É no interior que o país se joga

Há muito que falamos do interior como uma prioridade nacional. Contudo, a fixação da população em territórios de baixa densidade tem sido tratada como um problema estrutural adiado — sempre importante, nunca urgente. Quando uma empresa portuguesa anuncia medidas reais para contrariar esta tendência, vale a pena parar e refletir.
A Sword Health, uma startup nascida no Porto e hoje referência mundial na área da saúde digital, decidiu implementar um salário mínimo interno de 1 300 € para todos os seus colaboradores, independentemente da sua localização. Para além disso, quem optar por trabalhar remotamente a partir do interior do país recebe bónus adicionais. Não se trata apenas de um gesto simbólico: é uma decisão com impacto no bolso, na vida e, potencialmente, no território.
Estamos diante de uma decisão estratégica que combina propósito social com visão empresarial. Num país onde as assimetrias territoriais continuam a empurrar talento para o litoral e para o estrangeiro, esta medida sinaliza que há futuro competitivo fora dos centros urbanos, desde que as condições estejam criadas.
O digital tem eminentemente esse potencial transformador. Pode romper com a centralização excessiva e levar oportunidades a zonas onde o Estado tarda em chegar. Mas a solução não está em insistir na dependência do poder central. O caminho está em criar um ambiente favorável à iniciativa privada, onde empreendedores e empresas sintam que vale a pena apostar no interior, tanto quanto em qualquer outra parte do país.
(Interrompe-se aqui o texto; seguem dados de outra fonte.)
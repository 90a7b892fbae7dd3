//! Tessera Telemetry - Observability Infrastructure
//!
//! Structured logging through `tracing-subscriber` and Prometheus metrics
//! for the request path and the sync task.

pub mod metrics;
pub mod tracer;

pub use metrics::{metrics_handler, TesseraMetrics, METRICS};
pub use tracer::{init_tracing, LogFormat, TelemetryConfig};
//! Shared application state for Axum routers.

use std::time::Instant;

use crate::service::KvService;

/// Application-wide state shared across all routes.
#[derive(Clone)]
pub struct AppState {
    /// Quota-gated KV façade; also gives readiness checks access to the stores.
    pub service: KvService,
    pub start_time: Instant,
}

impl AppState {
    pub fn new(service: KvService) -> Self {
        Self {
            service,
            start_time: Instant::now(),
        }
    }
}

crate::impl_from_ref!(KvService, service);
Durante décadas, o investimento público concentrou-se nos mesmos eixos. O resultado está à vista: o interior perdeu população, perdeu serviços, perdeu atratividade. A resposta institucional tem sido quase sempre paliativa, muitas vezes mais preocupada com a subsidiação do que com a criação de condições reais para o crescimento sustentável.
Tudo isto é reflexo de um centralismo que não é apenas geográfico, é também político e económico. As decisões, os investimentos, os incentivos e os centros de decisão continuam excessivamente concentrados. Mas essa realidade não é uma fatalidade. Pode (e deve) ser contrariada com estratégia e pragmatismo.
Uma política fiscal inteligente pode fazer toda a diferença. Reduções de IRC para empresas que se instalem em zonas de baixa densidade, isenções temporárias de TSU, acesso preferencial a fundos europeus ou simplificação de licenciamentos são exemplos de medidas que criam condições reais para atrair investimento. Não se trata de criar exceções — trata-se de nivelar o terreno de jogo e reconhecer o mérito de quem arrisca onde é mais difícil começar.
Ao mesmo tempo, é fundamental que as autarquias do interior sejam capacitadas para serem agentes ativos nesta transformação. Criar zonas industriais competitivas, oferecer terrenos com boa conectividade, facilitar a instalação de empresas e trabalhar em articulação com universidades e centros tecnológicos deve ser parte da equação. Para isso, os municípios precisam de meios, de quadros qualificados e de liberdade para decidir.
A Sword Health não espera que o Estado faça tudo. Assume o seu papel com responsabilidade e visão. Mostra que é possível fazer diferente e que o retorno, financeiro e social, pode ser significativo. Se mais empresas seguirem este exemplo, e se o Estado entender que o seu papel é o de facilitar, não travar, então talvez possamos mesmo mudar o destino do interior.
Mais do que uma questão local, o futuro do interior é um teste à nossa capacidade de pensar o país como um todo. E é, cada vez mais, no interior que o país se joga.